» Saved entries:
........

//! # fraudboard-core
//!
//! Data access for the fraud detection dashboard: a bounded-staleness
//! read-through cache in front of a Snowflake warehouse.
//!
//! ## Features
//!
//! - Validated, structurally comparable query descriptors with bound parameters
//! - Read-through cache with per-call ttl, request coalescing and explicit invalidation
//! - Snowflake SQL API gateway with a lazily created, self-healing connection
//! - `SELECT 1` health probe with degraded-state detection
//! - Catalog of the dashboard's views and filtered fact queries
//!
//! ## Example
//!
//! ```no_run
//! use fraudboard_core::catalog::{AlertFilter, Severity, Widget};
//! use fraudboard_core::gateway::snowflake::SnowflakeGateway;
//! use fraudboard_core::{ReadThroughCache, Settings};
//! use std::sync::Arc;
//!
//! #[tokio::main]
//! async fn main() -> anyhow::Result<()> {
//!     let settings = Settings::load()?;
//!     let gateway = Arc::new(SnowflakeGateway::new(settings.warehouse));
//!     let cache = ReadThroughCache::new(gateway, settings.cache)?;
//!
//!     let summary = Widget::FraudSummary;
//!     let rows = cache.get(&summary.descriptor()?, summary.recommended_ttl()).await?;
//!     println!("{:?}", rows.rows.first());
//!
//!     let critical = AlertFilter::default().severities([Severity::Critical]).descriptor()?;
//!     match cache.get_default(&critical).await {
//!         Ok(alerts) => println!("{} alerts", alerts.len()),
//!         // Show the last known rows, if any, instead of an empty table
//!         Err(e) => match cache.get_cached_if_present(&critical).await {
//!             Some(entry) => println!("{} alerts (stale: {})", entry.rows.len(), e),
//!             None => return Err(e.into()),
//!         },
//!     }
//!
//!     // Refresh button
//!     cache.invalidate_all().await;
//!     Ok(())
//! }
//! ```

pub mod cache;
pub mod catalog;
pub mod config;
pub mod descriptor;
pub mod error;
pub mod gateway;

// Re-export main types for convenience
pub use cache::{CacheConfig, CacheConfigBuilder, CacheEntry, CacheStats, Clock, ManualClock, ReadThroughCache, SystemClock};
pub use config::{Settings, TokenType, WarehouseConfig};
pub use descriptor::{CacheKey, ParamValue, QueryDescriptor};
pub use error::{Result, WarehouseError};
pub use gateway::{
    ConnectionStatus, HealthCheckConfig, HealthCheckResult, HealthStatus, ResultSet, RetryPolicy, Row,
    SourceGateway,
};
//! Read-through cache store with request coalescing and LRU eviction

use crate::cache::{
    clock::{Clock, SystemClock},
    config::CacheConfig,
    entry::CacheEntry,
    invalidation::{InvalidationEvent, InvalidationReason},
    types::CacheStats,
};
use crate::descriptor::{CacheKey, QueryDescriptor};
use crate::error::{Result, WarehouseError};
use crate::gateway::{ConnectionStatus, HealthCheckResult, ResultSet, SourceGateway};
use futures::future::{BoxFuture, FutureExt, Shared};
use std::collections::{HashMap, VecDeque};
use std::panic::AssertUnwindSafe;
use std::sync::Arc;
use std::time::Duration;
use tokio::sync::Mutex;
use tokio::task::JoinHandle;
use tracing::{debug, info, warn};

type SharedFetch = Shared<BoxFuture<'static, Result<Arc<ResultSet>>>>;

/// A fetch registered for a key
///
/// The flights of one key form a chain: each waits for the one before it
/// before calling the gateway, so a key never has two gateway calls
/// running at once.
struct Flight {
    /// Distinguishes this fetch from the others for the same key
    id: u64,
    descriptor: QueryDescriptor,
    fetch: SharedFetch,
    /// Set once the gateway call begins
    started: bool,
    /// Cleared by invalidation; a detached result is not stored
    attached: bool,
}

/// Read-through cache in front of a [`SourceGateway`]
///
/// This implementation provides:
/// - Freshness decided per call from the caller's ttl
/// - At most one gateway call per descriptor at a time; concurrent callers share it
/// - Fetches that survive callers giving up on them
/// - LRU eviction once `max_entries` is reached
/// - Failed fetches that leave the previous entry in place
///
/// Cloning is cheap and every clone shares the same entries.
#[derive(Clone)]
pub struct ReadThroughCache {
    inner: Arc<CacheInner>,
}

struct CacheInner {
    config: CacheConfig,
    gateway: Arc<dyn SourceGateway>,
    clock: Arc<dyn Clock>,
    store: Mutex<CacheStore>,
}

/// Internal cache storage
struct CacheStore {
    /// Main storage: key -> entry
    entries: HashMap<CacheKey, CacheEntry>,

    /// LRU tracking: least recently used at the front
    lru_queue: VecDeque<CacheKey>,

    /// Fetches in progress per key, oldest first
    inflight: HashMap<CacheKey, Vec<Flight>>,

    stats: CacheStats,

    /// Total size of cached data in bytes
    current_size_bytes: usize,

    next_flight_id: u64,

    metrics: bool,
}

impl CacheStore {
    fn new(metrics: bool) -> Self {
        Self {
            entries: HashMap::new(),
            lru_queue: VecDeque::new(),
            inflight: HashMap::new(),
            stats: CacheStats::default(),
            current_size_bytes: 0,
            next_flight_id: 0,
            metrics,
        }
    }

    fn metric(&mut self, update: impl FnOnce(&mut CacheStats)) {
        if self.metrics {
            update(&mut self.stats);
        }
    }

    /// Move `key` to the most recently used end
    fn touch(&mut self, key: &CacheKey) {
        self.lru_queue.retain(|k| k != key);
        self.lru_queue.push_back(key.clone());
    }

    fn flight_mut(&mut self, key: &CacheKey, id: u64) -> Option<&mut Flight> {
        self.inflight.get_mut(key)?.iter_mut().find(|f| f.id == id)
    }

    /// Unregister flight `id`, returning it if it was still registered
    fn take_flight(&mut self, key: &CacheKey, id: u64) -> Option<Flight> {
        let chain = self.inflight.get_mut(key)?;
        let index = chain.iter().position(|f| f.id == id)?;
        let flight = chain.remove(index);
        if chain.is_empty() {
            self.inflight.remove(key);
        }
        Some(flight)
    }

    /// Detach every attached flight matching `matches`; returns how many
    fn detach_flights(&mut self, mut matches: impl FnMut(&Flight) -> bool) -> usize {
        let mut detached = 0;
        for flight in self.inflight.values_mut().flatten() {
            if flight.attached && matches(&*flight) {
                flight.attached = false;
                detached += 1;
            }
        }
        let count = detached as u64;
        self.metric(|s| s.detached_fetches += count);
        detached
    }

    fn remove_entry(&mut self, key: &CacheKey) -> Option<CacheEntry> {
        let entry = self.entries.remove(key)?;
        self.lru_queue.retain(|k| k != key);
        self.current_size_bytes = self.current_size_bytes.saturating_sub(entry.metadata.size_bytes);
        Some(entry)
    }

    /// Store `entry`, replacing any previous one, then evict down to `max_entries`
    fn insert_entry(&mut self, key: CacheKey, entry: CacheEntry, max_entries: usize) {
        let size = entry.metadata.size_bytes;
        if let Some(previous) = self.entries.insert(key.clone(), entry) {
            self.current_size_bytes = self.current_size_bytes.saturating_sub(previous.metadata.size_bytes);
        }
        self.current_size_bytes += size;
        self.touch(&key);

        while self.entries.len() > max_entries {
            let Some(oldest) = self.lru_queue.pop_front() else {
                break;
            };
            debug!(key = %oldest, "Evicting least recently used entry");
            self.remove_entry(&oldest);
            self.metric(|s| s.evictions_lru += 1);
        }
    }
}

........

» WHAT YOU NEED TO DO: Each entry must be reproduced exactly, with nothing added or dropped.

» ANSWER SPACE:
//! # fraudboard-core
//!
//! Data access for the fraud detection dashboard: a bounded-staleness
//! read-through cache in front of a Snowflake warehouse.
//!
//! ## Features
//!
//! - Validated, structurally comparable query descriptors with bound parameters
//! - Read-through cache with per-call ttl, request coalescing and explicit invalidation
//! - Snowflake SQL API gateway with a lazily created, self-healing connection
//! - `SELECT 1` health probe with degraded-state detection
//! - Catalog of the dashboard's views and filtered fact queries
//!
//! ## Example
//!
//! ```no_run
//! use fraudboard_core::catalog::{AlertFilter, Severity, Widget};
//! use fraudboard_core::gateway::snowflake::SnowflakeGateway;
//! use fraudboard_core::{ReadThroughCache, Settings};
//! use std::sync::Arc;
//!
//! #[tokio::main]
//! async fn main() -> anyhow::Result<()> {
//!     let settings = Settings::load()?;
//!     let gateway = Arc::new(SnowflakeGateway::new(settings.warehouse));
//!     let cache = ReadThroughCache::new(gateway, settings.cache)?;
//!
//!     let summary = Widget::FraudSummary;
//!     let rows = cache.get(&summary.descriptor()?, summary.recommended_ttl()).await?;
//!     println!("{:?}", rows.rows.first());
//!
//!     let critical = AlertFilter::default().severities([Severity::Critical]).descriptor()?;
//!     match cache.get_default(&critical).await {
//!         Ok(alerts) => println!("{} alerts", alerts.len()),
//!         // Show the last known rows, if any, instead of an empty table
//!         Err(e) => match cache.get_cached_if_present(&critical).await {
//!             Some(entry) => println!("{} alerts (stale: {})", entry.rows.len(), e),
//!             None => return Err(e.into()),
//!         },
//!     }
//!
//!     // Refresh button
//!     cache.invalidate_all().await;
//!     Ok(())
//! }
//! ```

pub mod cache;
pub mod catalog;
pub mod config;
pub mod descriptor;
pub mod error;
pub mod gateway;

// Re-export main types for convenience
pub use cache::{CacheConfig, CacheConfigBuilder, CacheEntry, CacheStats, Clock, ManualClock, ReadThroughCache, SystemClock};
pub use config::{Settings, TokenType, WarehouseConfig};
pub use descriptor::{CacheKey, ParamValue, QueryDescriptor};
pub use error::{Result, WarehouseError};
pub use gateway::{
    ConnectionStatus, HealthCheckConfig, HealthCheckResult, HealthStatus, ResultSet, RetryPolicy, Row,
    SourceGateway,
};
//! Read-through cache store with request coalescing and LRU eviction

use crate::cache::{
    clock::{Clock, SystemClock},
    config::CacheConfig,
    entry::CacheEntry,
    invalidation::{InvalidationEvent, InvalidationReason},
    types::CacheStats,
};
use crate::descriptor::{CacheKey, QueryDescriptor};
use crate::error::{Result, WarehouseError};
use crate::gateway::{ConnectionStatus, HealthCheckResult, ResultSet, SourceGateway};
use futures::future::{BoxFuture, FutureExt, Shared};
use std::collections::{HashMap, VecDeque};
use std::panic::AssertUnwindSafe;
use std::sync::Arc;
use std::time::Duration;
use tokio::sync::Mutex;
use tokio::task::JoinHandle;
use tracing::{debug, info, warn};

type SharedFetch = Shared<BoxFuture<'static, Result<Arc<ResultSet>>>>;

/// A fetch registered for a key
///
/// The flights of one key form a chain: each waits for the one before it
/// before calling the gateway, so a key never has two gateway calls
/// running at once.
struct Flight {
    /// Distinguishes this fetch from the others for the same key
    id: u64,
    descriptor: QueryDescriptor,
    fetch: SharedFetch,
    /// Set once the gateway call begins
    started: bool,
    /// Cleared by invalidation; a detached result is not stored
    attached: bool,
}

/// Read-through cache in front of a [`SourceGateway`]
///
/// This implementation provides:
/// - Freshness decided per call from the caller's ttl
/// - At most one gateway call per descriptor at a time; concurrent callers share it
/// - Fetches that survive callers giving up on them
/// - LRU eviction once `max_entries` is reached
/// - Failed fetches that leave the previous entry in place
///
/// Cloning is cheap and every clone shares the same entries.
#[derive(Clone)]
pub struct ReadThroughCache {
    inner: Arc<CacheInner>,
}

struct CacheInner {
    config: CacheConfig,
    gateway: Arc<dyn SourceGateway>,
    clock: Arc<dyn Clock>,
    store: Mutex<CacheStore>,
}

/// Internal cache storage
struct CacheStore {
    /// Main storage: key -> entry
    entries: HashMap<CacheKey, CacheEntry>,

    /// LRU tracking: least recently used at the front
    lru_queue: VecDeque<CacheKey>,

    /// Fetches in progress per key, oldest first
    inflight: HashMap<CacheKey, Vec<Flight>>,

    stats: CacheStats,

    /// Total size of cached data in bytes
    current_size_bytes: usize,

    next_flight_id: u64,

    metrics: bool,
}

impl CacheStore {
    fn new(metrics: bool) -> Self {
        Self {
            entries: HashMap::new(),
            lru_queue: VecDeque::new(),
            inflight: HashMap::new(),
            stats: CacheStats::default(),
            current_size_bytes: 0,
            next_flight_id: 0,
            metrics,
        }
    }

    fn metric(&mut self, update: impl FnOnce(&mut CacheStats)) {
        if self.metrics {
            update(&mut self.stats);
        }
    }

    /// Move `key` to the most recently used end
    fn touch(&mut self, key: &CacheKey) {
        self.lru_queue.retain(|k| k != key);
        self.lru_queue.push_back(key.clone());
    }

    fn flight_mut(&mut self, key: &CacheKey, id: u64) -> Option<&mut Flight> {
        self.inflight.get_mut(key)?.iter_mut().find(|f| f.id == id)
    }

    /// Unregister flight `id`, returning it if it was still registered
    fn take_flight(&mut self, key: &CacheKey, id: u64) -> Option<Flight> {
        let chain = self.inflight.get_mut(key)?;
        let index = chain.iter().position(|f| f.id == id)?;
        let flight = chain.remove(index);
        if chain.is_empty() {
            self.inflight.remove(key);
        }
        Some(flight)
    }

    /// Detach every attached flight matching `matches`; returns how many
    fn detach_flights(&mut self, mut matches: impl FnMut(&Flight) -> bool) -> usize {
        let mut detached = 0;
        for flight in self.inflight.values_mut().flatten() {
            if flight.attached && matches(&*flight) {
                flight.attached = false;
                detached += 1;
            }
        }
        let count = detached as u64;
        self.metric(|s| s.detached_fetches += count);
        detached
    }

    fn remove_entry(&mut self, key: &CacheKey) -> Option<CacheEntry> {
        let entry = self.entries.remove(key)?;
        self.lru_queue.retain(|k| k != key);
        self.current_size_bytes = self.current_size_bytes.saturating_sub(entry.metadata.size_bytes);
        Some(entry)
    }

    /// Store `entry`, replacing any previous one, then evict down to `max_entries`
    fn insert_entry(&mut self, key: CacheKey, entry: CacheEntry, max_entries: usize) {
        let size = entry.metadata.size_bytes;
        if let Some(previous) = self.entries.insert(key.clone(), entry) {
            self.current_size_bytes = self.current_size_bytes.saturating_sub(previous.metadata.size_bytes);
        }
        self.current_size_bytes += size;
        self.touch(&key);

        while self.entries.len() > max_entries {
            let Some(oldest) = self.lru_queue.pop_front() else {
                break;
            };
            debug!(key = %oldest, "Evicting least recently used entry");
            self.remove_entry(&oldest);
            self.metric(|s| s.evictions_lru += 1);
        }
    }
}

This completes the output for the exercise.